Several years ago one of the SATs I was teaching made it necessary to explain to the student the difference between righteous indignation and self-righteous indignation. If you look them up, righteous indignation is compared to a sense of injustice, anger over an insult, malice or mistreatment.
Self-righteous indignation is associated, according to some sources, as being more along the lines of egotistical behavior. An inflated value in one’s own opinions and beliefs. Subtle but strong differences between the two.
This is leading somewhere I promise. I think I mentioned in an earlier post that I’ve been dealing with insurance companies and medical bills. I’ll see if I can sum it up succinctly.
I’ll explain this as if it were an SAT math word problem. The doctor/hospital billed us a total of $1000 dollars, but gave us a $300 adjustment from insurance, thus making the bill $700. So I paid it. The following month they sent me a bill for the $300. When I questioned them they said, “Oops. We made a mistake, and you owe that $300 as well.” I just can’t see Harris Teeter chasing me down in the parking lot after I’ve already paid for my groceries and telling me “oops we undercharged you. You owe us $30 more.” Since that’s not the way normal businesses run, I did my research and filed an appeal.
Part of my research turned up a No Surprise Billing Act - which means they can’t do what they did to me. But their rationale was that the bill was enacted in 2022, and the date of service I was referencing was December of 2021. Enter Righteous Indignation. I stewed and fumed. “It’s not fair.” I said. Obviously, it’s not a fair practice or they wouldn’t have made it a law, and this fact alone made it harder for me to accept.
And then I had an epiphany, but it was not a feeling of euphoria accompanied by angelic harps playing in the background. Amidst the feeling of a rock in the pit of my stomach, the only sounds were my own growling and grumbling.
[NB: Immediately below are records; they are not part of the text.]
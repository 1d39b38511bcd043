//! WebSocket client module: connection state and text messages from the
//! server the script connected to.
//!
//! Binary messages are not bridged.

use crate::config::{WEBSOCKET_CLIENT_OVERFLOW, WEBSOCKET_CLIENT_QUEUE_DEPTH};
use crate::engine::ScriptEngine;
use crate::module::{EventSource, Module};
use crate::queue::{DropReason, Emit, Producer};
use crate::record::{Event, Field, OwnedText, Payload};

pub const NAME: &str = "websocket_client";

#[derive(Debug, Clone, PartialEq, Eq)]
pub enum ClientEvent {
    Connected,
    Disconnected,
    /// Delivered with the message itself as the payload.
    Text(OwnedText),
}

impl Event for ClientEvent {
    fn name(&self) -> &'static str {
        match self {
            Self::Connected => "connected",
            Self::Disconnected => "disconnected",
            Self::Text(_) => "text",
        }
    }

    fn payload(&self) -> Option<Payload<'_>> {
        match self {
            Self::Connected | Self::Disconnected => None,
            Self::Text(text) => Some(Payload::scalar(Field::Text(text))),
        }
    }
}

#[derive(Clone)]
pub struct ClientProducer {
    producer: Producer<ClientEvent, WEBSOCKET_CLIENT_QUEUE_DEPTH>,
}

impl ClientProducer {
    pub fn new(producer: Producer<ClientEvent, WEBSOCKET_CLIENT_QUEUE_DEPTH>) -> Self {
        Self { producer }
    }

    pub fn on_connected(&self) -> Emit {
        self.producer.emit(ClientEvent::Connected)
    }

    pub fn on_disconnected(&self) -> Emit {
        self.producer.emit(ClientEvent::Disconnected)
    }

    /// Message callback. Only text messages that are valid UTF-8 are
    /// queued.
    pub fn on_message(&self, data: &[u8], is_text: bool) -> Emit {
        if !is_text {
            return Emit::Dropped(DropReason::Ignored);
        }
        let Ok(text) = core::str::from_utf8(data) else {
            return Emit::Dropped(DropReason::Ignored);
        };
        self.producer
            .emit_with(|| OwnedText::try_copy(text).map(ClientEvent::Text))
    }
}

pub type ClientModule<E, S> = Module<E, S, WEBSOCKET_CLIENT_QUEUE_DEPTH>;

pub fn module<E, S>(source: S) -> ClientModule<E, S>
where
    E: ScriptEngine,
    S: EventSource<WEBSOCKET_CLIENT_QUEUE_DEPTH, Event = ClientEvent>,
{
    Module::new(NAME, source, WEBSOCKET_CLIENT_OVERFLOW)
}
But the difficulty of my accepting the facts didn’t make the truth any less true.
I needed to let it go. In the big picture, was it worth all the anger? Will I remember it in 5 years? (Well, yes actually. I feel pretty positive I will still remember it.)
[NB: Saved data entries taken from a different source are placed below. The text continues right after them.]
//! Module registry - owns one context per enabled peripheral channel.
//!
//! Replaces per-file statics: whoever composes the firmware registers the
//! modules it enables, then calls [`ModuleRegistry::tick`] once per loop
//! iteration. Script bindings reach a module through its [`ModuleId`].

use alloc::boxed::Box;

use heapless::Vec;

use crate::config::MAX_MODULES;
use crate::engine::ScriptEngine;
use crate::error::Error;
use crate::module::{DrainReport, EventSource, Module, Phase, StopReport};

/// Object-safe view of a [`Module`], independent of its event type.
pub trait ScriptModule<E: ScriptEngine> {
    fn name(&self) -> &'static str;
    fn phase(&self) -> Phase;
    fn pending(&self) -> usize;
    fn start(&mut self) -> Result<(), Error>;
    fn stop(&mut self) -> Result<StopReport, Error>;
    fn set_callback(&self, func: E::Function) -> Result<(), Error>;
    fn clear_callback(&self) -> Result<(), Error>;
    fn drain(&self, engine: &mut E) -> DrainReport;
}

impl<E, S, const N: usize> ScriptModule<E> for Module<E, S, N>
where
    E: ScriptEngine,
    S: EventSource<N>,
{
    fn name(&self) -> &'static str {
        Module::name(self)
    }

    fn phase(&self) -> Phase {
        Module::phase(self)
    }

    fn pending(&self) -> usize {
        Module::pending(self)
    }

    fn start(&mut self) -> Result<(), Error> {
        Module::start(self)
    }

    fn stop(&mut self) -> Result<StopReport, Error> {
        Module::stop(self)
    }

    fn set_callback(&self, func: E::Function) -> Result<(), Error> {
        Module::set_callback(self, func)
    }

    fn clear_callback(&self) -> Result<(), Error> {
        Module::clear_callback(self)
    }

    fn drain(&self, engine: &mut E) -> DrainReport {
        Module::drain(self, engine)
    }
}

/// Index of a registered module.
#[derive(Debug, Clone, Copy, PartialEq, Eq)]
#[cfg_attr(feature = "defmt", derive(defmt::Format))]
pub struct ModuleId(usize);

pub struct ModuleRegistry<E: ScriptEngine> {
    modules: Vec<Box<dyn ScriptModule<E>>, MAX_MODULES>,
}

impl<E: ScriptEngine> ModuleRegistry<E> {
    pub fn new() -> Self {
        Self {
            modules: Vec::new(),
        }
    }

    /// Take ownership of a module. Names must be unique.
    pub fn register<M>(&mut self, module: M) -> Result<ModuleId, Error>
    where
        M: ScriptModule<E> + 'static,
    {
        if self.find(module.name()).is_some() {
            return Err(Error::DuplicateModule);
        }
        let id = ModuleId(self.modules.len());
        self.modules
            .push(Box::new(module))
            .map_err(|_| Error::RegistryFull)?;
        Ok(id)
    }

    pub fn find(&self, name: &str) -> Option<ModuleId> {
        self.modules
            .iter()
            .position(|m| m.name() == name)
            .map(ModuleId)
    }

    pub fn get(&self, id: ModuleId) -> Result<&dyn ScriptModule<E>, Error> {
        self.modules
            .get(id.0)
            .map(|m| m.as_ref())
            .ok_or(Error::UnknownModule)
    }

    pub fn get_mut(&mut self, id: ModuleId) -> Result<&mut (dyn ScriptModule<E> + 'static), Error> {
        self.modules
            .get_mut(id.0)
            .map(|m| m.as_mut())
            .ok_or(Error::UnknownModule)
    }

    pub fn len(&self) -> usize {
        self.modules.len()
    }

    pub fn is_empty(&self) -> bool {
        self.modules.is_empty()
    }

    pub fn start(&mut self, id: ModuleId) -> Result<(), Error> {
        self.get_mut(id)?.start()
    }

    pub fn stop(&mut self, id: ModuleId) -> Result<StopReport, Error> {
        self.get_mut(id)?.stop()
    }

    /// Script-facing "set callback". Callable from inside a callback that
    /// [`ModuleRegistry::tick`] is running.
    pub fn set_callback(&self, id: ModuleId, func: E::Function) -> Result<(), Error> {
        self.get(id)?.set_callback(func)
    }

    /// Script-facing "clear callback".
    pub fn clear_callback(&self, id: ModuleId) -> Result<(), Error> {
        self.get(id)?.clear_callback()
    }

    /// Run every module's Drain Step in registration order.
    pub fn tick(&self, engine: &mut E) -> DrainReport {
        let mut report = DrainReport::default();
        for module in self.modules.iter() {
            report.merge(module.drain(engine));
        }
        report
    }

    /// Stop every module, last registered first. Keeps going past
    /// failures and returns the first one.
    pub fn shutdown(&mut self) -> Result<(), Error> {
        let mut first_err = None;
        for module in self.modules.iter_mut().rev() {
            if module.phase() == Phase::Uninitialized {
                continue;
            }
            if let Err(e) = module.stop() {
                error!("{}: shutdown failed ({})", module.name(), e);
                first_err.get_or_insert(e);
            }
        }
        match first_err {
            Some(e) => Err(e),
            None => Ok(()),
        }
    }
}

impl<E: ScriptEngine> Default for ModuleRegistry<E> {
    fn default() -> Self {
        Self::new()
    }
}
When I went to pay the bill, I thought to myself, I’m going to pay this, but I’m going to write a note and tell them how unethical they are. And then I realized that is not “letting go.” Letting go is just that: letting it GO.
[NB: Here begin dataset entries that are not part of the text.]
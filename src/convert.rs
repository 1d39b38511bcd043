//! Record → script value conversion, run by the Drain Step.

use crate::engine::{ConversionError, ScriptEngine};
use crate::record::{Event, Field, Payload};

/// Build `(event_name, payload)` for one record.
pub fn event_args<E, T>(
    engine: &mut E,
    record: &T,
) -> Result<(E::Value, Option<E::Value>), ConversionError>
where
    E: ScriptEngine,
    T: Event + ?Sized,
{
    let name = engine.string(record.name())?;
    let payload = match record.payload() {
        Some(payload) => Some(match payload.as_scalar() {
            Some(field) => field_value(engine, &field)?,
            None => payload_object(engine, &payload)?,
        }),
        None => None,
    };
    Ok((name, payload))
}

/// Build a script object from a payload description.
pub fn payload_object<E: ScriptEngine>(
    engine: &mut E,
    payload: &Payload<'_>,
) -> Result<E::Value, ConversionError> {
    let mut object = engine.object()?;
    for (key, field) in payload.fields() {
        let value = field_value(engine, field)?;
        engine.set_property(&mut object, key, value)?;
    }
    Ok(object)
}

fn field_value<E: ScriptEngine>(
    engine: &mut E,
    field: &Field<'_>,
) -> Result<E::Value, ConversionError> {
    match *field {
        Field::Bool(b) => Ok(engine.boolean(b)),
        Field::Int(v) => Ok(engine.int(v)),
        Field::Uint(v) => Ok(engine.uint(v)),
        Field::Text(s) => engine.string(s),
        Field::Bytes(b) => engine.bytes(b),
    }
}
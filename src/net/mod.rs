//! Network modules.
//!
//! Each is fed by a network library callback that runs on that library's
//! own task: the CoAP client, the MQTT client, the WebSocket server, the
//! WebSocket client and the ESP-NOW driver.

pub mod coap;
pub mod espnow;
pub mod mqtt;
pub mod websocket;
pub mod websocket_client;

use core::fmt::Write;

use heapless::String;

/// Dotted-quad text of an IPv4 address.
pub fn format_ipv4(ip: [u8; 4]) -> String<15> {
    let mut s = String::new();
    let _ = write!(s, "{}.{}.{}.{}", ip[0], ip[1], ip[2], ip[3]);
    s
}
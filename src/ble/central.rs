//! BLE central module: GATT client role with pairing support.

use crate::ble::{format_address, AddressText, AuthStatus};
use crate::config::{BLE_CENTRAL_OVERFLOW, BLE_CENTRAL_QUEUE_DEPTH};
use crate::engine::ScriptEngine;
use crate::module::{EventSource, Module};
use crate::queue::{Emit, Producer};
use crate::record::{Event, Field, OwnedBytes, OwnedText, Payload};

pub const NAME: &str = "ble_central";

#[derive(Debug, Clone, PartialEq, Eq)]
pub enum CentralEvent {
    Connect {
        address: AddressText,
    },
    ConnectFailed,
    Disconnect,
    Notify {
        /// Characteristic UUID as printed by the host stack.
        characteristic: OwnedText,
        data: OwnedBytes,
    },
    /// The peer asks for a passkey.
    PasskeyEntry,
    AuthComplete(AuthStatus),
}

impl Event for CentralEvent {
    fn name(&self) -> &'static str {
        match self {
            Self::Connect { .. } => "connect",
            Self::ConnectFailed => "connect_failed",
            Self::Disconnect => "disconnect",
            Self::Notify { .. } => "notify",
            Self::PasskeyEntry => "passkey_entry",
            Self::AuthComplete(_) => "auth_complete",
        }
    }

    fn payload(&self) -> Option<Payload<'_>> {
        match self {
            Self::Connect { address } => {
                Some(Payload::new().with("address", Field::Text(address)))
            }
            Self::ConnectFailed | Self::Disconnect | Self::PasskeyEntry => None,
            Self::Notify {
                characteristic,
                data,
            } => Some(
                Payload::new()
                    .with("characteristic", Field::Text(characteristic))
                    .with("data", Field::Bytes(data)),
            ),
            Self::AuthComplete(status) => Some(status.payload()),
        }
    }
}

/// Called from the host stack's client callbacks.
#[derive(Clone)]
pub struct CentralProducer {
    producer: Producer<CentralEvent, BLE_CENTRAL_QUEUE_DEPTH>,
}

impl CentralProducer {
    pub fn new(producer: Producer<CentralEvent, BLE_CENTRAL_QUEUE_DEPTH>) -> Self {
        Self { producer }
    }

    pub fn on_connect(&self, address: &[u8; 6]) -> Emit {
        self.producer.emit_with(|| {
            Some(CentralEvent::Connect {
                address: format_address(address),
            })
        })
    }

    pub fn on_connect_failed(&self) -> Emit {
        self.producer.emit(CentralEvent::ConnectFailed)
    }

    pub fn on_disconnect(&self) -> Emit {
        self.producer.emit(CentralEvent::Disconnect)
    }

    /// Both buffers belong to the stack and are copied.
    pub fn on_notify(&self, characteristic: &str, data: &[u8]) -> Emit {
        self.producer.emit_with(|| {
            Some(CentralEvent::Notify {
                characteristic: OwnedText::try_copy(characteristic)?,
                data: OwnedBytes::try_copy(data)?,
            })
        })
    }

    pub fn on_passkey_entry(&self) -> Emit {
        self.producer.emit(CentralEvent::PasskeyEntry)
    }

    pub fn on_auth_complete(&self, status: AuthStatus) -> Emit {
        self.producer.emit(CentralEvent::AuthComplete(status))
    }
}

pub type CentralModule<E, S> = Module<E, S, BLE_CENTRAL_QUEUE_DEPTH>;

pub fn module<E, S>(source: S) -> CentralModule<E, S>
where
    E: ScriptEngine,
    S: EventSource<BLE_CENTRAL_QUEUE_DEPTH, Event = CentralEvent>,
{
    Module::new(NAME, source, BLE_CENTRAL_OVERFLOW)
}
So I did. Well, I’m trying anyway. I paid the bill without a letter, without blowing off steam (except maybe the thinly disguised venom here.) I’m working on it.
My lessons this week have been:
It’s easy to preach the idea of letting go
It’s hard to actually let go especially when you know you are right
Doing the right thing even when the law doesn’t force you to, is not a trait everyone follows
And even though they aren’t ethical, you still have to let it go. As I am very obviously doing.
And next year I plan on letting that nasty remark from the old boyfriend go.